Capitolo 2
«Ciao ragazzi, come state?» dissi non appena raggiunsi i miei amici insieme a Bryan al bar di fronte l'università. Eravamo un piccolo gruppo, unito e ben compatto. C'eravamo conosciuti durante le lezioni e avevamo legato fin da subito. All'inizio eravamo solo io e Bryan, poi si erano aggiunti Tyler, Federico e Simone. Ero l'unica ragazza fino a quando a noi non si unì anche Brigitte. Eravamo pochi, e così diversi ma erano la mia seconda famiglia. Sapevo che potevo contare su di loro sempre.
Nessuno di loro era a conoscenza del mio lavoro, a parte Bryan, ed ero sicura che lui non lo avrebbe detto a nessuno senza il mio consenso. Mi fidavo del mio gruppo, ma alcune cose era meglio ometterle.
«Tutto bene. Pronta per un nuovo ed entusiasmante anno?» mi chiese Federico una volta seduta, e annuii.
«Ragazzi, torno subito» disse Simone alzandosi e andando verso una ragazza.
«Che cosa mi sono persa in questi giorni?» chiesi agli altri.
«A quanto pare Simone è innamorato» disse Federico.
«A me sembrano solo amici» ribattei.
«Saranno affari suoi. Smettetela di intromettervi!» esclamò Brigitte mentre smanettava con lo smartphone.
«E tu invece con chi ti scrivi?» domandai dandole una gomitata
«Affari miei anche questi» rispose chiudendo la chat.

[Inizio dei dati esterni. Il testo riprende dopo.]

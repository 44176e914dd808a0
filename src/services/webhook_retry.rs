use chrono::{DateTime, Duration, Utc};
use sea_orm::{
    ActiveModelTrait, ColumnTrait, EntityTrait, QueryFilter, QueryOrder, QuerySelect, Set,
};
use serde::Serialize;
use serde_json::{json, Value};
use std::sync::Arc;
use tracing::{error, info, instrument, warn};
use uuid::Uuid;

use crate::db::DbPool;
use crate::errors::ServiceError;
use crate::models::webhook_retry;

pub const MAX_ATTEMPTS: i32 = 5;
const BASE_DELAY_MINUTES: i64 = 5;
const DUE_BATCH: u64 = 100;

/// Delay before the next attempt once `attempts` deliveries have failed:
/// 5 minutes doubled for every failure after the first.
pub fn backoff(attempts: i32) -> Duration {
    let exponent = attempts.saturating_sub(1).clamp(0, 16) as u32;
    Duration::minutes(BASE_DELAY_MINUTES * 2_i64.pow(exponent))
}

#[derive(Debug, Default, Clone, PartialEq, Eq, Serialize)]
pub struct RetryReport {
    pub attempted: usize,
    pub delivered: usize,
    pub rescheduled: usize,
    pub dropped: usize,
    /// Rows whose bookkeeping failed; they stay queued as they were
    pub failed: usize,
}

#[derive(Debug, Clone, Copy, PartialEq, Eq)]
enum RetryOutcome {
    Delivered,
    Rescheduled,
    Dropped,
}

/// Outbound webhook delivery with a persistent retry queue
#[derive(Clone)]
pub struct WebhookRetryService {
    db: Arc<DbPool>,
    client: reqwest::Client,
    endpoints: Arc<Vec<String>>,
}

impl WebhookRetryService {
    pub fn new(
        db: Arc<DbPool>,
        endpoints: Vec<String>,
        timeout: std::time::Duration,
    ) -> Result<Self, ServiceError> {
        let client = reqwest::Client::builder()
            .timeout(timeout)
            .build()
            .map_err(|e| ServiceError::InternalError(format!("webhook client: {e}")))?;
        Ok(Self {
            db,
            client,
            endpoints: Arc::new(endpoints),
        })
    }

    /// Stores a failed delivery for later
    #[instrument(skip(self, payload))]
    pub async fn enqueue(
        &self,
        endpoint: &str,
        payload: &Value,
        last_error: &str,
        now: DateTime<Utc>,
    ) -> Result<Uuid, ServiceError> {
        let id = Uuid::new_v4();
        webhook_retry::ActiveModel {
            id: Set(id),
            endpoint: Set(endpoint.to_string()),
            payload: Set(payload.to_string()),
            attempts: Set(1),
            max_attempts: Set(MAX_ATTEMPTS),
            next_retry: Set(now + backoff(1)),
            last_error: Set(Some(last_error.to_string())),
            created_at: Set(now),
        }
        .insert(&*self.db)
        .await
        .map_err(ServiceError::db_error)?;

        metrics::counter!("webhooks.retry_enqueued", 1);
        info!(retry_id = %id, endpoint, "webhook delivery queued for retry");
        Ok(id)
    }

    async fn post(&self, endpoint: &str, payload: &Value) -> Result<(), String> {
        let response = self
            .client
            .post(endpoint)
            .json(payload)
            .send()
            .await
            .map_err(|e| e.to_string())?;
        if response.status().is_success() {
            Ok(())
        } else {
            Err(format!("HTTP error! status: {}", response.status().as_u16()))
        }
    }

    /// Sends once, queueing a retry on failure. Returns whether it was delivered.
    #[instrument(skip(self, payload))]
    pub async fn deliver(&self, endpoint: &str, payload: &Value) -> Result<bool, ServiceError> {
        match self.post(endpoint, payload).await {
            Ok(()) => {
                metrics::counter!("webhooks.delivered", 1);
                Ok(true)
            }
            Err(err) => {
                warn!(endpoint, error = %err, "webhook delivery failed");
                self.enqueue(endpoint, payload, &err, Utc::now()).await?;
                Ok(false)
            }
        }
    }

    /// Delivers `event` to every configured endpoint
    pub async fn publish(&self, event: &str, data: Value) -> Result<(), ServiceError> {
        if self.endpoints.is_empty() {
            return Ok(());
        }
        let payload = json!({
            "event": event,
            "data": data,
            "occurred_at": Utc::now().to_rfc3339(),
        });
        for endpoint in self.endpoints.iter() {
            self.deliver(endpoint, &payload).await?;
        }
        Ok(())
    }

    /// Retries every row whose `next_retry` has passed. A row that cannot
    /// be updated is logged and counted; the rest are still processed.
    #[instrument(skip(self))]
    pub async fn process_due(&self, now: DateTime<Utc>) -> Result<RetryReport, ServiceError> {
        let due = webhook_retry::Entity::find()
            .filter(webhook_retry::Column::NextRetry.lte(now))
            .filter(
                sea_orm::sea_query::Expr::col(webhook_retry::Column::Attempts)
                    .lt(sea_orm::sea_query::Expr::col(webhook_retry::Column::MaxAttempts)),
            )
            .order_by_asc(webhook_retry::Column::NextRetry)
            .limit(DUE_BATCH)
            .all(&*self.db)
            .await
            .map_err(ServiceError::db_error)?;

        let mut report = RetryReport::default();
        for retry in due {
            report.attempted += 1;
            let retry_id = retry.id;
            match self.retry_one(retry, now).await {
                Ok(RetryOutcome::Delivered) => report.delivered += 1,
                Ok(RetryOutcome::Rescheduled) => report.rescheduled += 1,
                Ok(RetryOutcome::Dropped) => report.dropped += 1,
                Err(err) => {
                    report.failed += 1;
                    error!(retry_id = %retry_id, error = %err, "webhook retry bookkeeping failed");
                }
            }
        }

        if report.attempted > 0 {
            info!(?report, "processed webhook retries");
        }
        Ok(report)
    }

    async fn drop_retry(
        &self,
        retry: &webhook_retry::Model,
        attempts: i32,
        reason: &str,
    ) -> Result<RetryOutcome, ServiceError> {
        webhook_retry::Entity::delete_by_id(retry.id)
            .exec(&*self.db)
            .await
            .map_err(ServiceError::db_error)?;
        metrics::counter!("webhooks.permanent_failures", 1);
        error!(
            retry_id = %retry.id,
            endpoint = %retry.endpoint,
            attempts,
            error = %reason,
            "webhook retry failed permanently"
        );
        Ok(RetryOutcome::Dropped)
    }

    async fn retry_one(
        &self,
        retry: webhook_retry::Model,
        now: DateTime<Utc>,
    ) -> Result<RetryOutcome, ServiceError> {
        // A payload that no longer parses can never be delivered
        let payload: Value = match serde_json::from_str(&retry.payload) {
            Ok(payload) => payload,
            Err(err) => {
                let reason = format!("stored payload is not valid JSON: {err}");
                return self.drop_retry(&retry, retry.attempts, &reason).await;
            }
        };

        match self.post(&retry.endpoint, &payload).await {
            Ok(()) => {
                webhook_retry::Entity::delete_by_id(retry.id)
                    .exec(&*self.db)
                    .await
                    .map_err(ServiceError::db_error)?;
                metrics::counter!("webhooks.retry_delivered", 1);
                Ok(RetryOutcome::Delivered)
            }
            Err(err) => {
                let attempts = retry.attempts + 1;
                if attempts >= retry.max_attempts {
                    return self.drop_retry(&retry, attempts, &err).await;
                }
                let mut active: webhook_retry::ActiveModel = retry.into();
                active.attempts = Set(attempts);
                active.next_retry = Set(now + backoff(attempts));
                active.last_error = Set(Some(err));
                active.update(&*self.db).await.map_err(ServiceError::db_error)?;
                Ok(RetryOutcome::Rescheduled)
            }
        }
    }
}

#[cfg(test)]
mod tests {
    use super::*;

    #[test]
    fn backoff_doubles_from_five_minutes() {
        assert_eq!(backoff(1), Duration::minutes(5));
        assert_eq!(backoff(2), Duration::minutes(10));
        assert_eq!(backoff(3), Duration::minutes(20));
        assert_eq!(backoff(4), Duration::minutes(40));
    }

    #[test]
    fn backoff_never_goes_below_base() {
        assert_eq!(backoff(0), Duration::minutes(5));
        assert_eq!(backoff(-3), Duration::minutes(5));
    }
}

«Eccomi. Scusate» disse Simone tornando al tavolo. Tutti lo guardavamo, curiosi di sapere e, notando le nostre espressioni fisse, disse solo: «È solo una mia amica».
«Solo amica?» chiese Tyler.
«Sì».
«Perché non le hai chiesto se voleva unirsi a noi? Così ce la presentavi... è carina» disse Fede.
«Doveva andare a lezione».
«Quello che dovremmo fare anche noi» dissi intervenendo in sua difesa.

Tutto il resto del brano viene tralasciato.